How can we encourage reluctant students to participate without humiliating them?

By: Grace Dearborn


Every teacher has students who never participate unless called upon. And while randomly calling on students to respond, instead of taking volunteers, can dramatically increase both attention and participation, it can also make unprepared or shy students feel cornered and defensive. How can we encourage our reluctant students to participate more without potentially humiliating them? And how can we let them "save face" if they don't know the answer? Below are some ideas for softening the anxiety for students when they are put on the spot.

But What I Do Know Is…
Pose a question to the class. Call on a random student. If a student says "I don't know" say "Okay. But what do you know related to this question?" For example, if you have a math equation on the board and the student doesn't know the solution, she can tell you which steps she knew to take before she got stuck. Or she can tell you what we are trying to solve for or what some of the symbols mean. This keeps her engaged in the process and allows you to push her learning forward.

If the question you posed has a less discreet answer, like "Why is Napoleon an important historical figure?" the student can say what she does know about Napoleon, even if it is not why he's important. VARIATION: Respond to a student saying "I don't know" with "Okay. But pretend that you do know, what would you say?" Or, alternately, you could say "What would you say if you did know?" Because now she is just pretending or guessing, it takes the pressure off needing to have the right answer and frees her up to try.

Answer or Echo
Pose a question to the class and randomly call on a student. If the student struggles to answer, offer him the choice to "answer or echo." If he cannot come up with an answer he then has the option to "echo," by standing up and selecting someone else to answer. Or he can ask you to choose someone else. A different student is then called on, while the first student remains standing.

The next student has the same choice, but if the next student also chooses "echo" that student also stands up. Eventually you will call on a student who is willing to share an answer. After that student shares, each of the previous students who had said "echo" must repeat the response given before they can sit down again. Note: We only echo correct answers. And echoes can be done individually or chorally, though individually is generally the most effective.

Advance Warning
Give a reluctant student some advanced warning that you will be calling on them to participate. This can be just a few seconds of warning or it can be a warning given several minutes or even a day ahead.

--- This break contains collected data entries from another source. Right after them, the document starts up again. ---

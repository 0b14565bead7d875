//! Unit categories offered by the interactive form
//!
//! This is presentation metadata only. The converter accepts any pair of
//! identifiers and never consults the catalog.

use anyhow::anyhow;
use serde::{Deserialize, Serialize};
use std::fmt::Display;
use std::str::FromStr;

#[derive(Debug, Clone, Copy, PartialEq, Eq, Hash, Ord, PartialOrd, Serialize, Deserialize)]
#[serde(rename_all = "lowercase")]
pub enum UnitCategory {
    Length,
    Weight,
    Temperature,
    Time,
    Volume,
    Currency,
}

impl UnitCategory {
    pub const ALL: [UnitCategory; 6] = [
        UnitCategory::Length,
        UnitCategory::Weight,
        UnitCategory::Temperature,
        UnitCategory::Time,
        UnitCategory::Volume,
        UnitCategory::Currency,
    ];

    /// Unit identifiers offered together for this category.
    pub fn units(&self) -> &'static [&'static str] {
        match self {
            UnitCategory::Length => &["meter", "kilometer", "mile", "yard", "foot", "inch"],
            UnitCategory::Weight => &["gram", "kilogram", "pound", "ounce"],
            UnitCategory::Temperature => &["celsius", "fahrenheit", "kelvin"],
            UnitCategory::Time => &["second", "minute", "hour", "day"],
            UnitCategory::Volume => &["liter", "milliliter", "gallon", "cubic meter"],
            UnitCategory::Currency => &["USD", "EUR", "GBP", "PKR", "INR"],
        }
    }
}

impl Display for UnitCategory {
    fn fmt(&self, f: &mut std::fmt::Formatter<'_>) -> std::fmt::Result {
        write!(
            f,
            "{}",
            match self {
                UnitCategory::Length => "Length",
                UnitCategory::Weight => "Weight",
                UnitCategory::Temperature => "Temperature",
                UnitCategory::Time => "Time",
                UnitCategory::Volume => "Volume",
                UnitCategory::Currency => "Currency",
            }
        )
    }
}

impl FromStr for UnitCategory {
    type Err = anyhow::Error;

    fn from_str(s: &str) -> Result<Self, Self::Err> {
        UnitCategory::ALL
            .into_iter()
            .find(|c| c.to_string().eq_ignore_ascii_case(s.trim()))
            .ok_or_else(|| anyhow!("Invalid unit category: {}", s))
    }
}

  • Seconds Ahead: Pose a question to the class and ask each student to individually write or draw a response in 90 seconds on a separate piece of paper or a mini white board. As students are writing, circulate and peek over their shoulders to see what they are writing. If you see that one of your shiest or least engaged or lowest performing students has a particularly good or intriguing response, whisper to her that you like her answer and will be calling on her when you do the whole class share. Feel free to whisper this to several students. This allows these students some time to mentally prepare to share out. And it lets them know they have the right answer. NOTE: While circulating, if you see students who aren't writing anything, gently encourage them to try: offer them the choice to write an answer, so you can see their thinking OR to give a verbal answer during whole class discussion, so you can hear their thinking.
  • Minutes Ahead: Catch a student entering class and tell him you will be calling on him to share answer number 5 from last night's homework. Even if he didn't complete last night's homework, he has several minutes to work it out before you get there in the review.
  • A Day Ahead: Catch a student leaving class and let her know that tomorrow you will be calling on three students, including her, to share what they thought was most important, interesting, or memorable about the content in today's class. To reduce any potential anxiety she might feel, let her know that she doesn't have to write it down, it won't be graded, there is no wrong answer, and she can share her response privately with you if she isn't feeling comfortable sharing out to the class the next day.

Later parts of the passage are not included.